(Problem requirements): Could you copy out every line of the data where the word "hour" occurs?

---

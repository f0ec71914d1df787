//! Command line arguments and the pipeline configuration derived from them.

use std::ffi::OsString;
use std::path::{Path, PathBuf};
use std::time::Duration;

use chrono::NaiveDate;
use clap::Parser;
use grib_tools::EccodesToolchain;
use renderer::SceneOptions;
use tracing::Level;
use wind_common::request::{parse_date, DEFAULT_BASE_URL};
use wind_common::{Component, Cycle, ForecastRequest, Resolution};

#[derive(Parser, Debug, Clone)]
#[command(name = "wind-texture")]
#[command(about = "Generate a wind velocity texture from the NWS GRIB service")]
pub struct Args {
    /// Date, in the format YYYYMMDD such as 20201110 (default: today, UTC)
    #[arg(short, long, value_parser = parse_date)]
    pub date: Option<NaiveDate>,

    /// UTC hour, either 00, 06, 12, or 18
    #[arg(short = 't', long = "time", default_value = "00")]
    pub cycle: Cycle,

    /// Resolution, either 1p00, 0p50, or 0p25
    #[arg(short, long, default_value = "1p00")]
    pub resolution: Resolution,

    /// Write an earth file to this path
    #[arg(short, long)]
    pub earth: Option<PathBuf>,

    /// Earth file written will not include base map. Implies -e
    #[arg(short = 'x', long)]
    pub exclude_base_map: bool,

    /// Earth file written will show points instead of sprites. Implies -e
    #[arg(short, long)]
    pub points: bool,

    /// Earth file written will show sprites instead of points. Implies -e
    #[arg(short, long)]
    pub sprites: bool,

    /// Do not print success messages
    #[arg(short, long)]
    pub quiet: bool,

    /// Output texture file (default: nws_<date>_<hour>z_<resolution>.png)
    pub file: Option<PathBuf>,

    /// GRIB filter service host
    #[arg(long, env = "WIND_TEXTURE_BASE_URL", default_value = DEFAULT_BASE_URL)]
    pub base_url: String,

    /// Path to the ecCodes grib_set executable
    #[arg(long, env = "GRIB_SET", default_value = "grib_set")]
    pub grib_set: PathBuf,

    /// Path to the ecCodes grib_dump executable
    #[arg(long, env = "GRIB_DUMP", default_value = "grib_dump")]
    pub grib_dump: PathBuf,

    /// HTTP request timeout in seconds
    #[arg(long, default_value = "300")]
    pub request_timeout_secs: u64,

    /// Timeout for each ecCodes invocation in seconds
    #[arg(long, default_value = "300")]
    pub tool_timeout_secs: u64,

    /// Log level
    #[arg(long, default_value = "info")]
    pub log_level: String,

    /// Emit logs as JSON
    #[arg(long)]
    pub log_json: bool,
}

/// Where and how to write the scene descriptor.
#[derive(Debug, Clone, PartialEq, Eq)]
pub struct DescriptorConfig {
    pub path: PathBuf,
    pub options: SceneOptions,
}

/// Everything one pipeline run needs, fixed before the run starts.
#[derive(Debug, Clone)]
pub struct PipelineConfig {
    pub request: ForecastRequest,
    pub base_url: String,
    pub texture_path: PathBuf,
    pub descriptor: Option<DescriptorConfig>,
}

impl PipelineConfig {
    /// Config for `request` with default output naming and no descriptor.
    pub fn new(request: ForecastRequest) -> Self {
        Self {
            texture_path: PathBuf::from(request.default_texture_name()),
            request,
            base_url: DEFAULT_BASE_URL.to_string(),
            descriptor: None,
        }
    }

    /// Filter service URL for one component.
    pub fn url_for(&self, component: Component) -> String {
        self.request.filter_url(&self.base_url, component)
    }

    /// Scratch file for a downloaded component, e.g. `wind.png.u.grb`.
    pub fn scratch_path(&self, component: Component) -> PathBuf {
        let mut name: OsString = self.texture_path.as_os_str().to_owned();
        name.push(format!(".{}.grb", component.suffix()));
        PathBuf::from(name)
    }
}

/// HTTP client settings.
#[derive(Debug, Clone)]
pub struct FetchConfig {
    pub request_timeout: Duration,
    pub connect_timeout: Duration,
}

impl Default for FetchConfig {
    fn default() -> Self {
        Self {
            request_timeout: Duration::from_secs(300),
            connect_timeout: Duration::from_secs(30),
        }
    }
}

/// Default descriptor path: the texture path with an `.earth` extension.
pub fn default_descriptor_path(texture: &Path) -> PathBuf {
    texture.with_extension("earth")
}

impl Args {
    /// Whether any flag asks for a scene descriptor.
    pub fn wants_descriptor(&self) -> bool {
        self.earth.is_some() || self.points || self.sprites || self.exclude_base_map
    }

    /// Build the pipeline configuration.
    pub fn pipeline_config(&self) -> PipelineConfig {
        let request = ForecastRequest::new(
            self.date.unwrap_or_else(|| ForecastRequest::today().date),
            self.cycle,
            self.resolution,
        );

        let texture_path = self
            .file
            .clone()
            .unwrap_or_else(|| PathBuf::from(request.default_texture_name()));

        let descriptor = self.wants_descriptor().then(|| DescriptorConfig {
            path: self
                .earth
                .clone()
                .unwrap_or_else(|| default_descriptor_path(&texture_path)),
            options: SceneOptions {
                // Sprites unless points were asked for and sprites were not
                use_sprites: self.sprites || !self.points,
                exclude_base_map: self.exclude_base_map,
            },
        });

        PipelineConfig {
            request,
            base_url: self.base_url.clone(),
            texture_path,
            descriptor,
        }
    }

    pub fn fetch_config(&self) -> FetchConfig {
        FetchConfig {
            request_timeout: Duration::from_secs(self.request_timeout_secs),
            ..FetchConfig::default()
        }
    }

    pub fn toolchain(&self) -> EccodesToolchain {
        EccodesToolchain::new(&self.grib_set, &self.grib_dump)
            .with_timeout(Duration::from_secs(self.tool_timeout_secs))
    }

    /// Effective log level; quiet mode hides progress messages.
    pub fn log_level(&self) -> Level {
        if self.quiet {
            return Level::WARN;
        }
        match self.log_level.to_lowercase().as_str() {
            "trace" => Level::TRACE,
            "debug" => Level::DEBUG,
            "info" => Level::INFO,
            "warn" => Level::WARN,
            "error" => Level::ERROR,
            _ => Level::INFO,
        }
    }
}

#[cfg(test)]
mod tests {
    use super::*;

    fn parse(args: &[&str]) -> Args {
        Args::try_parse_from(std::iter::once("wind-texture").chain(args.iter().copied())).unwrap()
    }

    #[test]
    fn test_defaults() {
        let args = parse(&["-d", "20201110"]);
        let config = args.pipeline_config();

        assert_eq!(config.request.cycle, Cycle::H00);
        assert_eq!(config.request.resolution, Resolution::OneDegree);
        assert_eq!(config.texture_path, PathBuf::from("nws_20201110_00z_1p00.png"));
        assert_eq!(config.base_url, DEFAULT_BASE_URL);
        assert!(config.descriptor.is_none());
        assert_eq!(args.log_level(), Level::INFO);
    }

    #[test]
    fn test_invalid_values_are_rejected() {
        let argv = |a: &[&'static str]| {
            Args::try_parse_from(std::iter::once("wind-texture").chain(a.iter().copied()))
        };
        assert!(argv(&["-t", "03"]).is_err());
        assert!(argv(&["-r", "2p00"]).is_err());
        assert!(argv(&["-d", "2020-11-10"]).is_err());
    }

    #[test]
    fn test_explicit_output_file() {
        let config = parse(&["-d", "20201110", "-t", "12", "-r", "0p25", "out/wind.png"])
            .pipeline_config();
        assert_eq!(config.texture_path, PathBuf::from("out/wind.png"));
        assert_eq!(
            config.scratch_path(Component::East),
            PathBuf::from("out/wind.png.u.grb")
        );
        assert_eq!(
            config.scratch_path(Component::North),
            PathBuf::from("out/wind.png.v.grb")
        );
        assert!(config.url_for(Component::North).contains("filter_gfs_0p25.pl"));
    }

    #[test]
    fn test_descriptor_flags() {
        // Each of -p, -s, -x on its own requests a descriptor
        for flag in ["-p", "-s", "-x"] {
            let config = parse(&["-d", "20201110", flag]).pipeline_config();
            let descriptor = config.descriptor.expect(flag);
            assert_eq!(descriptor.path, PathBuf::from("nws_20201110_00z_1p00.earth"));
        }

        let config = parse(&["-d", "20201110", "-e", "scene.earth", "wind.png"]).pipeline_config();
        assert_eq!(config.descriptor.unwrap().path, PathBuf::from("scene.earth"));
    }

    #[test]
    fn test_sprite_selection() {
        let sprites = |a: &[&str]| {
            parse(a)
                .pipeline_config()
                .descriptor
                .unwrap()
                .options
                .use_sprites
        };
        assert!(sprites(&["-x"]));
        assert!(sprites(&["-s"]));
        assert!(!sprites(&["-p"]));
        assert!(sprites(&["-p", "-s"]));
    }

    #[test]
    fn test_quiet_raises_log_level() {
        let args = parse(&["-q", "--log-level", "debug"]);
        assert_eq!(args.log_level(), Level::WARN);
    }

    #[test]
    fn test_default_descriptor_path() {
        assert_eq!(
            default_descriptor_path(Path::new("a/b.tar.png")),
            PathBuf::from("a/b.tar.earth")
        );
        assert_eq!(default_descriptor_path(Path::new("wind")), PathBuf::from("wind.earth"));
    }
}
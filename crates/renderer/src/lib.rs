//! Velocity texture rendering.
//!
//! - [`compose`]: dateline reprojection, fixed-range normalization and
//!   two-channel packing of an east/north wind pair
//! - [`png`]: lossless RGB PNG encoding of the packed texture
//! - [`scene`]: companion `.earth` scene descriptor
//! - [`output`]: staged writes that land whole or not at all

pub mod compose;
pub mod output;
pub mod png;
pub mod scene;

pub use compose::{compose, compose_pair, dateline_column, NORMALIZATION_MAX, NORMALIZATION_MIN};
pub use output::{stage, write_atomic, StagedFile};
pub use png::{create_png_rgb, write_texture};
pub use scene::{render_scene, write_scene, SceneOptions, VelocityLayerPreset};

---

(Response box):
    /// UTC hour, either 00, 06, 12, or 18
    /// Output texture file (default: nws_<date>_<hour>z_<resolution>.png)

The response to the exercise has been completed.